Exercise directions -
Check each line of the listing below for the string "SocketEndpoint", then copy every line that has it.
Top of Available records
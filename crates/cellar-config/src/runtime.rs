//! Runtime artefact paths for the daemon supervisor.
//!
//! Lock, pid and health files live next to the Unix socket when one is
//! configured, or under the per-user runtime directory for TCP endpoints.

use std::env;
use std::fs;
use std::path::{Path, PathBuf};

use thiserror::Error;

use crate::{Config, SocketEndpoint};

#[cfg(unix)]
use libc::geteuid;

/// Canonical paths for runtime artefacts written by the daemon.
#[derive(Debug, Clone)]
pub struct RuntimePaths {
    runtime_dir: PathBuf,
    lock_path: PathBuf,
    pid_path: PathBuf,
    health_path: PathBuf,
}

impl RuntimePaths {
    /// Derives runtime paths from the configuration and creates the directory.
    pub fn from_config(config: &Config) -> Result<Self, RuntimePathsError> {
        let runtime_dir = runtime_directory(config)?;
        Self::in_directory(runtime_dir)
    }

    /// Builds runtime paths rooted at an explicit directory.
    pub fn in_directory(runtime_dir: PathBuf) -> Result<Self, RuntimePathsError> {
        fs::create_dir_all(&runtime_dir).map_err(|source| RuntimePathsError::RuntimeDirectory {
            path: runtime_dir.clone(),
            source,
        })?;
        Ok(Self {
            lock_path: runtime_dir.join("cellard.lock"),
            pid_path: runtime_dir.join("cellard.pid"),
            health_path: runtime_dir.join("cellard.health"),
            runtime_dir,
        })
    }

    /// Directory holding runtime artefacts.
    pub fn runtime_dir(&self) -> &Path {
        self.runtime_dir.as_path()
    }

    /// Lock file guarding singleton startup.
    pub fn lock_path(&self) -> &Path {
        self.lock_path.as_path()
    }

    /// PID file.
    pub fn pid_path(&self) -> &Path {
        self.pid_path.as_path()
    }

    /// Health snapshot.
    pub fn health_path(&self) -> &Path {
        self.health_path.as_path()
    }
}

fn runtime_directory(config: &Config) -> Result<PathBuf, RuntimePathsError> {
    match config.daemon_socket() {
        SocketEndpoint::Unix { path } => path
            .parent()
            .filter(|parent| !parent.as_str().is_empty())
            .map(|parent| parent.as_std_path().to_path_buf())
            .ok_or_else(|| RuntimePathsError::MissingSocketParent {
                path: path.to_string(),
            }),
        SocketEndpoint::Tcp { .. } => Ok(default_runtime_directory()),
    }
}

fn default_runtime_directory() -> PathBuf {
    if let Some(mut dir) = dirs::runtime_dir() {
        dir.push("cellar");
        return dir;
    }
    let mut dir = env::temp_dir();
    dir.push("cellar");
    #[cfg(unix)]
    dir.push(format!("uid-{}", unsafe { geteuid() }));
    dir
}

/// Errors raised while deriving runtime paths.
#[derive(Debug, Error)]
pub enum RuntimePathsError {
    /// The Unix socket path has no parent directory.
    #[error("socket path '{path}' has no parent directory")]
    MissingSocketParent {
        /// Configured socket path.
        path: String,
    },
    /// Creating the runtime directory failed.
    #[error("failed to prepare runtime directory '{path}': {source}")]
    RuntimeDirectory {
        /// Directory that could not be created.
        path: PathBuf,
        /// Underlying error.
        #[source]
        source: std::io::Error,
    },
}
Bottom of Available records
Result for this task -
use crate::{Config, SocketEndpoint};
        SocketEndpoint::Unix { path } => path
        SocketEndpoint::Tcp { .. } => Ok(default_runtime_directory()),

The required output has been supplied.